» **Problem statement**
Every line of the records that holds the word "thread" should be copied out.

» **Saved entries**
use std::process::ExitCode;
use std::thread;
use std::time::{Duration, Instant};

use anyhow::{Context, Result};
use autopilot_core::{
    update, AppState, AppViewModel, BatchPhase, ControllerSettings, JobConfig, Msg, Phase,
    PresetId, ProjectId,
};
use autopilot_engine::{EngineHandle, EngineStopped};
use autopilot_logging::{autopilot_debug, autopilot_info};
use chrono::Local;

use crate::cli::{Cli, Command, JobArgs, PresetCommand, QueueCommand, WatchArgs};
use crate::effects::EffectRunner;
use crate::render::{preset_lines, queue_lines, Renderer};
use crate::settings::load_settings;

/// How long one loop iteration waits for an engine event.
const EVENT_WAIT: Duration = Duration::from_millis(100);

pub fn run(cli: Cli) -> Result<ExitCode> {
    let settings = load_settings(&cli.config).with_overrides(cli.base_url, cli.locale);
    autopilot_info!(
        "Backend {} poll every {} ms",
        settings.base_url,
        settings.poll_interval_ms
    );

    let engine = EngineHandle::connect(&settings.api(), settings.poll())
        .context("cannot use the configured backend")?;
    let mut session = Session::new(settings.controller(), EffectRunner::new(engine));

    let code = match cli.command {
        Command::Launch { job, preset, watch } => launch(&mut session, &job, preset, watch),
        Command::Monitor { project_id, watch } => monitor(&mut session, project_id, watch),
        Command::Batch => batch(&mut session),
        Command::Queue(QueueCommand::List) => list_queue(&mut session),
        Command::Queue(QueueCommand::Remove { project_id }) => dequeue(&mut session, project_id),
        Command::Presets(PresetCommand::List) => list_presets(&mut session),
        Command::Presets(PresetCommand::Save { name, job }) => save_preset(&mut session, name, &job),
        Command::Presets(PresetCommand::Delete { preset_id }) => {
            delete_preset(&mut session, preset_id)
        }
    }
    .context("lost the background engine")?;
    session.shutdown();
    Ok(code)
}

/// Owns the controller state and drives it with engine results.
pub struct Session {
    state: AppState,
    runner: EffectRunner,
    renderer: Renderer,
}

impl Session {
    pub fn new(settings: ControllerSettings, runner: EffectRunner) -> Self {
        Self {
            state: AppState::with_settings(settings),
            runner,
            renderer: Renderer::default(),
        }
    }

    pub fn dispatch(&mut self, msg: Msg) {
        autopilot_debug!("dispatch {:?}", msg);
        let state = std::mem::take(&mut self.state);
        let (mut state, effects) = update(state, msg);
        if state.consume_dirty() {
            let activity = state.drain_activity();
            for line in self.renderer.render(&state.view(), activity, Local::now()) {
                println!("{line}");
            }
        }
        self.state = state;
        self.runner.enqueue(effects);
    }

    pub fn view(&self) -> AppViewModel {
        self.state.view()
    }

    pub fn draft(&self) -> &JobConfig {
        self.state.draft()
    }

    /// Feeds engine results into the controller until `check` yields a
    /// value. Returns `Ok(None)` if `deadline` passes first.
    pub fn run_until<T>(
        &mut self,
        deadline: Option<Instant>,
        mut check: impl FnMut(&AppViewModel) -> Option<T>,
    ) -> Result<Option<T>, EngineStopped> {
        loop {
            if let Some(result) = check(&self.view()) {
                return Ok(Some(result));
            }
            if deadline.is_some_and(|deadline| Instant::now() >= deadline) {
                return Ok(None);
            }
            if let Some(msg) = self.runner.next_msg(EVENT_WAIT)? {
                self.dispatch(msg);
            }
        }
    }

    /// Waits until `ready` holds. Returns `false` if an error alert shows
    /// up first.
    fn wait_for(
        &mut self,
        ready: impl Fn(&AppViewModel) -> bool,
    ) -> Result<bool, EngineStopped> {
        let ready = self.run_until(None, |view| {
            if ready(view) {
                Some(true)
            } else if has_error(view) {
                Some(false)
            } else {
                None
            }
        })?;
        Ok(ready.unwrap_or(false))
    }

    pub fn shutdown(&self) {
        self.runner.shutdown();
    }

    fn follow_redirect(&self) {
        let Some(redirect) = self.runner.pending_redirect() else {
            return;
        };
        let remaining = redirect.due.saturating_duration_since(Instant::now());
        thread::sleep(remaining);
        autopilot_info!("Redirecting to {}", redirect.path);
        println!("-> {}", redirect.path);
    }
}

fn has_error(view: &AppViewModel) -> bool {
    view.alert.is_some()
}

fn exit_code(ok: bool) -> ExitCode {
    if ok {
        ExitCode::SUCCESS
    } else {
        ExitCode::FAILURE
    }
}

/// Sends the job flags through the same messages the form would.
fn edit_draft(session: &mut Session, job: &JobArgs) {
    if let Some(mode) = job.mode() {
        session.dispatch(Msg::ModeSelected(mode));
    }
    if let Some(creation_mode) = job.creation_mode() {
        session.dispatch(Msg::CreationModeSelected(creation_mode));
    }
    let mut draft = session.draft().clone();
    job.apply_fields(&mut draft);
    session.dispatch(Msg::DraftReplaced(draft));
}

fn launch(
    session: &mut Session,
    job: &JobArgs,
    preset: Option<PresetId>,
    watch_args: WatchArgs,
) -> Result<ExitCode, EngineStopped> {
    if let Some(preset_id) = preset {
        session.dispatch(Msg::PresetsRequested);
        if !session.wait_for(|view| view.presets_revision > 0)? {
            return Ok(ExitCode::FAILURE);
        }
        session.dispatch(Msg::PresetSelected(Some(preset_id)));
        if has_error(&session.view()) {
            return Ok(ExitCode::FAILURE);
        }
    }

    edit_draft(session, job);
    session.dispatch(Msg::LaunchClicked);
    if has_error(&session.view()) {
        return Ok(ExitCode::FAILURE);
    }
    watch(session, watch_args)
}

fn monitor(
    session: &mut Session,
    project_id: ProjectId,
    watch_args: WatchArgs,
) -> Result<ExitCode, EngineStopped> {
    session.dispatch(Msg::MonitorRequested { project_id });
    watch(session, watch_args)
}

/// Follows the current job to a terminal phase or until the user's
/// detach deadline.
fn watch(session: &mut Session, watch_args: WatchArgs) -> Result<ExitCode, EngineStopped> {
    let deadline = watch_args
        .detach_after
        .map(|secs| Instant::now() + Duration::from_secs(secs));

    let finished = session.run_until(deadline, |view| match view.phase {
        Phase::Done { .. } => Some(true),
        Phase::Failed { .. } | Phase::Idle => Some(false),
        Phase::Submitting | Phase::Polling { .. } => None,
    })?;

    let code = match finished {
        Some(true) => {
            session.follow_redirect();
            ExitCode::SUCCESS
        }
        Some(false) => ExitCode::FAILURE,
        None => {
            session.dispatch(Msg::DismissRequested { confirmed: true });
            ExitCode::SUCCESS
        }
    };
    Ok(code)
}

fn refresh_queue(session: &mut Session) -> Result<bool, EngineStopped> {
    session.dispatch(Msg::QueueRefreshRequested);
    session.wait_for(|view| view.queue_count.is_some())
}

fn print_queue(session: &Session) {
    let view = session.view();
    let locale = session.state.locale();
    for line in queue_lines(&view.queue, view.queue_count.unwrap_or(0), locale) {
        println!("{line}");
    }
}

fn batch(session: &mut Session) -> Result<ExitCode, EngineStopped> {
    if !refresh_queue(session)? {
        return Ok(ExitCode::FAILURE);
    }
    print_queue(session);

    session.dispatch(Msg::BatchStartClicked);
    let completed = session.run_until(None, |view| match view.batch {
        BatchPhase::Completed => Some(true),
        BatchPhase::Idle => Some(false),
        BatchPhase::Starting | BatchPhase::Draining { .. } => None,
    })?;
    Ok(exit_code(completed == Some(true)))
}

fn list_queue(session: &mut Session) -> Result<ExitCode, EngineStopped> {
    if !refresh_queue(session)? {
        return Ok(ExitCode::FAILURE);
    }
    print_queue(session);
    Ok(ExitCode::SUCCESS)
}

fn dequeue(session: &mut Session, project_id: ProjectId) -> Result<ExitCode, EngineStopped> {
    session.dispatch(Msg::DequeueClicked { project_id });
    // A successful dequeue refetches the queue.
    let ok = session.wait_for(|view| view.queue_count.is_some())?;
    if ok {
        print_queue(session);
    }
    Ok(exit_code(ok))
}

fn load_presets(session: &mut Session) -> Result<bool, EngineStopped> {
    session.dispatch(Msg::PresetsRequested);
    session.wait_for(|view| view.presets_revision > 0)
}

fn list_presets(session: &mut Session) -> Result<ExitCode, EngineStopped> {
    if !load_presets(session)? {
        return Ok(ExitCode::FAILURE);
    }
    for line in preset_lines(&session.view().presets) {
        println!("{line}");
    }
    Ok(ExitCode::SUCCESS)
}

fn save_preset(
    session: &mut Session,
    name: String,
    job: &JobArgs,
) -> Result<ExitCode, EngineStopped> {
    edit_draft(session, job);
    session.dispatch(Msg::PresetSaveClicked { name });
    if has_error(&session.view()) {
        return Ok(ExitCode::FAILURE);
    }
    // Saving refetches the list.
    Ok(exit_code(session.wait_for(|view| view.presets_revision > 0)?))
}
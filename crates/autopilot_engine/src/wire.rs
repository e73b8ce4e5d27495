//! JSON bodies exchanged with the workflow backend.

use autopilot_core::{
    CreationMode, JobConfig, Mode, PresetId, PresetSettings, ProjectId, QueueEntry, SceneCount,
    SubtitleSettings, UploadPrivacy,
};
use serde::{Deserialize, Serialize};

/// Flat body of `POST /api/autopilot/start`.
#[derive(Debug, Serialize)]
pub(crate) struct StartJobRequest<'a> {
    keyword: String,
    mode: Mode,
    image_style: &'a str,
    thumbnail_style: &'a str,
    video_scene_count: u32,
    all_video: bool,
    motion_method: &'a str,
    video_engine: &'a str,
    script_style: &'a str,
    voice_provider: &'a str,
    voice_id: &'a str,
    duration_seconds: u32,
    subtitle_settings: Option<&'a SubtitleSettings>,
    preset_id: Option<PresetId>,
    upload_privacy: UploadPrivacy,
    upload_schedule_at: Option<&'a str>,
    youtube_channel_id: Option<u64>,
    creation_mode: CreationMode,
    product_url: &'a str,
}

impl<'a> From<&'a JobConfig> for StartJobRequest<'a> {
    fn from(config: &'a JobConfig) -> Self {
        let (video_scene_count, all_video) = match config.scene_count {
            SceneCount::Fixed(count) => (count, false),
            SceneCount::All => (0, true),
        };
        let upload_schedule_at = match config.upload.privacy {
            UploadPrivacy::Scheduled => config.upload.schedule_at.as_deref(),
            _ => None,
        };
        Self {
            keyword: config.wire_keyword(),
            mode: config.mode,
            image_style: &config.image_style,
            thumbnail_style: &config.thumbnail_style,
            video_scene_count,
            all_video,
            motion_method: &config.motion_method,
            video_engine: &config.video_engine,
            script_style: &config.script_style,
            voice_provider: &config.voice_provider,
            voice_id: &config.voice_id,
            duration_seconds: config.duration_seconds,
            subtitle_settings: config.subtitle_settings.as_ref(),
            preset_id: config.preset_id,
            upload_privacy: config.upload.privacy,
            upload_schedule_at,
            youtube_channel_id: config.upload.channel_id,
            creation_mode: config.creation_mode,
            product_url: config.product_url.trim(),
        }
    }
}

/// Generic `{status, error}` envelope; extra fields are ignored.
#[derive(Debug, Deserialize)]
pub(crate) struct StatusEnvelope {
    #[serde(default)]
    pub status: Option<String>,
    #[serde(default)]
    pub error: Option<String>,
    #[serde(default)]
    pub message: Option<String>,
}

#[derive(Debug, Deserialize)]
pub(crate) struct StartJobResponse {
    #[serde(default)]
    pub status: Option<String>,
    #[serde(default)]
    pub project_id: Option<ProjectId>,
    #[serde(default)]
    pub error: Option<String>,
}

#[derive(Debug, Deserialize)]
pub(crate) struct ProjectFullResponse {
    #[serde(default)]
    pub project: Option<ProjectSummary>,
}

#[derive(Debug, Deserialize)]
pub(crate) struct ProjectSummary {
    #[serde(default)]
    pub status: Option<String>,
}

#[derive(Debug, Deserialize)]
pub(crate) struct QueueResponse {
    #[serde(default)]
    pub projects: Vec<QueueEntry>,
    #[serde(default)]
    pub count: Option<usize>,
}

#[derive(Debug, Deserialize)]
pub(crate) struct PresetListResponse {
    #[serde(default)]
    pub presets: Vec<RawPreset>,
}

/// Preset as stored; `settings` is decoded separately so one malformed
/// blob does not hide the rest of the list.
#[derive(Debug, Deserialize)]
pub(crate) struct RawPreset {
    pub id: PresetId,
    pub name: String,
    #[serde(default)]
    pub settings: serde_json::Value,
}

#[derive(Debug, Serialize)]
pub(crate) struct SavePresetRequest<'a> {
    pub name: &'a str,
    pub settings: &'a PresetSettings,
}

#[derive(Debug, Serialize)]
pub(crate) struct StatusPatch<'a> {
    pub status: &'a str,
}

» **Solution to the problem**
use std::thread;
        thread::sleep(remaining);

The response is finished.